= Recorded information =
⟨

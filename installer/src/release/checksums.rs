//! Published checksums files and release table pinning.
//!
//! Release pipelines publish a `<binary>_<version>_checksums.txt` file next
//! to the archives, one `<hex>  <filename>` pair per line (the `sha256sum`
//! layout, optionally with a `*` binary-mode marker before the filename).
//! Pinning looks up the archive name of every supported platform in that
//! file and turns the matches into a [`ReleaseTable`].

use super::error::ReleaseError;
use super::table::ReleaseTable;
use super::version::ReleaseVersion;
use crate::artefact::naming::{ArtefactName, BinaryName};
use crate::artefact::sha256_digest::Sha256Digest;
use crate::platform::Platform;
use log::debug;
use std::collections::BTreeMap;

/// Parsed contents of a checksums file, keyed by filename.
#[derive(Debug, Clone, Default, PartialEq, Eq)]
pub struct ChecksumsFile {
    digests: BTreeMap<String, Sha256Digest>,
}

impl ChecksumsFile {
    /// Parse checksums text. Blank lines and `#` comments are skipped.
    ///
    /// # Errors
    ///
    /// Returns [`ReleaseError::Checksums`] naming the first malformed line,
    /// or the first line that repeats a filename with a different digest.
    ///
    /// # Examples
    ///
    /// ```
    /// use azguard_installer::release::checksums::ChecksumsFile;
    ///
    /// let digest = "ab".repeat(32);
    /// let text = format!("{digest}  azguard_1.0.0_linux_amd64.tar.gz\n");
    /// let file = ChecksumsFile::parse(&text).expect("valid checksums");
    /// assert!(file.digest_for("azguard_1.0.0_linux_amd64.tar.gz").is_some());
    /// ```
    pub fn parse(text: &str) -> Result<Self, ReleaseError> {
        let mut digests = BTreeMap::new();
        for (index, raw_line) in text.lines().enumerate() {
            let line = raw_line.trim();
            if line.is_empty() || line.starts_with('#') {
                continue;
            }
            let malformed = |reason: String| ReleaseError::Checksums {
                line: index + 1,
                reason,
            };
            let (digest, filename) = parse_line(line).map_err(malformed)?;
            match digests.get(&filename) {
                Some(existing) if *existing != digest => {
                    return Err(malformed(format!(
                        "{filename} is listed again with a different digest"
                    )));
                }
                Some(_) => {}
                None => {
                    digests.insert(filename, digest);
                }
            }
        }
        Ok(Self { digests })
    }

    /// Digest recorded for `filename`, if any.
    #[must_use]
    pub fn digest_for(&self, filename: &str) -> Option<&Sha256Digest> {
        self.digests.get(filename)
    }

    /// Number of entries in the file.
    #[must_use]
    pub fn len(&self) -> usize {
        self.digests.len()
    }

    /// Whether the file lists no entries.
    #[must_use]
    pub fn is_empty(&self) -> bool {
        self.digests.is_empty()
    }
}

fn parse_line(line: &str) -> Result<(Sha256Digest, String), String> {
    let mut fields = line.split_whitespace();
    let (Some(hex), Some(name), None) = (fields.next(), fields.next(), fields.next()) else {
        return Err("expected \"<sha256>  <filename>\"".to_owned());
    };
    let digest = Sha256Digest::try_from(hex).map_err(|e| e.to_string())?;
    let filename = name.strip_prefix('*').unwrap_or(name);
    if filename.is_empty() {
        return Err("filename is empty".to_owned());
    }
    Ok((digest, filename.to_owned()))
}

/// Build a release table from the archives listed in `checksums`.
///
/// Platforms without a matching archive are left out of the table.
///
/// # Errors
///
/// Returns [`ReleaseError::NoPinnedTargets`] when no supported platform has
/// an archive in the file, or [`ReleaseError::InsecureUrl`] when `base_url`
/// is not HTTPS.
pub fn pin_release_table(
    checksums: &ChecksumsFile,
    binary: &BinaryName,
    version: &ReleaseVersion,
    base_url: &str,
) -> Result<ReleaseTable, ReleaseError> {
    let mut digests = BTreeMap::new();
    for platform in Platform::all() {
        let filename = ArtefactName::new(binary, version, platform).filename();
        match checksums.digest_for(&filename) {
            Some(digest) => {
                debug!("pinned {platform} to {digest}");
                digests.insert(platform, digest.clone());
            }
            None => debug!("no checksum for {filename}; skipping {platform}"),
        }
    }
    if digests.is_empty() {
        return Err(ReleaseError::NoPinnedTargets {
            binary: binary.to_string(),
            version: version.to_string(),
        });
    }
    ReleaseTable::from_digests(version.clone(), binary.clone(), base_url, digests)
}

⟩

= To do =
From the first line to the last, copy the records without alteration.

= Result of this exercise =
filename installer/src/release/checksums.rs
//! Published checksums files and release table pinning.
//!
//! Release pipelines publish a `<binary>_<version>_checksums.txt` file next
//! to the archives, one `<hex>  <filename>` pair per line (the `sha256sum`
//! layout, optionally with a `*` binary-mode marker before the filename).
//! Pinning looks up the archive name of every supported platform in that
//! file and turns the matches into a [`ReleaseTable`].

use super::error::ReleaseError;
use super::table::ReleaseTable;
use super::version::ReleaseVersion;
use crate::artefact::naming::{ArtefactName, BinaryName};
use crate::artefact::sha256_digest::Sha256Digest;
use crate::platform::Platform;
use log::debug;
use std::collections::BTreeMap;

/// Parsed contents of a checksums file, keyed by filename.
#[derive(Debug, Clone, Default, PartialEq, Eq)]
pub struct ChecksumsFile {
    digests: BTreeMap<String, Sha256Digest>,
}

impl ChecksumsFile {
    /// Parse checksums text. Blank lines and `#` comments are skipped.
    ///
    /// # Errors
    ///
    /// Returns [`ReleaseError::Checksums`] naming the first malformed line,
    /// or the first line that repeats a filename with a different digest.
    ///
    /// # Examples
    ///
    /// ```
    /// use azguard_installer::release::checksums::ChecksumsFile;
    ///
    /// let digest = "ab".repeat(32);
    /// let text = format!("{digest}  azguard_1.0.0_linux_amd64.tar.gz\n");
    /// let file = ChecksumsFile::parse(&text).expect("valid checksums");
    /// assert!(file.digest_for("azguard_1.0.0_linux_amd64.tar.gz").is_some());
    /// ```
    pub fn parse(text: &str) -> Result<Self, ReleaseError> {
        let mut digests = BTreeMap::new();
        for (index, raw_line) in text.lines().enumerate() {
            let line = raw_line.trim();
            if line.is_empty() || line.starts_with('#') {
                continue;
            }
            let malformed = |reason: String| ReleaseError::Checksums {
                line: index + 1,
                reason,
            };
            let (digest, filename) = parse_line(line).map_err(malformed)?;
            match digests.get(&filename) {
                Some(existing) if *existing != digest => {
                    return Err(malformed(format!(
                        "{filename} is listed again with a different digest"
                    )));
                }
                Some(_) => {}
                None => {
                    digests.insert(filename, digest);
                }
            }
        }
        Ok(Self { digests })
    }

    /// Digest recorded for `filename`, if any.
    #[must_use]
    pub fn digest_for(&self, filename: &str) -> Option<&Sha256Digest> {
        self.digests.get(filename)
    }

    /// Number of entries in the file.
    #[must_use]
    pub fn len(&self) -> usize {
        self.digests.len()
    }

    /// Whether the file lists no entries.
    #[must_use]
    pub fn is_empty(&self) -> bool {
        self.digests.is_empty()
    }
}

fn parse_line(line: &str) -> Result<(Sha256Digest, String), String> {
    let mut fields = line.split_whitespace();
    let (Some(hex), Some(name), None) = (fields.next(), fields.next(), fields.next()) else {
        return Err("expected \"<sha256>  <filename>\"".to_owned());
    };
    let digest = Sha256Digest::try_from(hex).map_err(|e| e.to_string())?;
    let filename = name.strip_prefix('*').unwrap_or(name);
    if filename.is_empty() {
        return Err("filename is empty".to_owned());
    }
    Ok((digest, filename.to_owned()))
}

/// Build a release table from the archives listed in `checksums`.
///
/// Platforms without a matching archive are left out of the table.
///
/// # Errors
///
/// Returns [`ReleaseError::NoPinnedTargets`] when no supported platform has
/// an archive in the file, or [`ReleaseError::InsecureUrl`] when `base_url`
/// is not HTTPS.
pub fn pin_release_table(
    checksums: &ChecksumsFile,
    binary: &BinaryName,
    version: &ReleaseVersion,
    base_url: &str,
) -> Result<ReleaseTable, ReleaseError> {
    let mut digests = BTreeMap::new();
    for platform in Platform::all() {
        let filename = ArtefactName::new(binary, version, platform).filename();
        match checksums.digest_for(&filename) {
            Some(digest) => {
                debug!("pinned {platform} to {digest}");
                digests.insert(platform, digest.clone());
            }
            None => debug!("no checksum for {filename}; skipping {platform}"),
        }
    }
    if digests.is_empty() {
        return Err(ReleaseError::NoPinnedTargets {
            binary: binary.to_string(),
            version: version.to_string(),
        });
    }
    ReleaseTable::from_digests(version.clone(), binary.clone(), base_url, digests)
}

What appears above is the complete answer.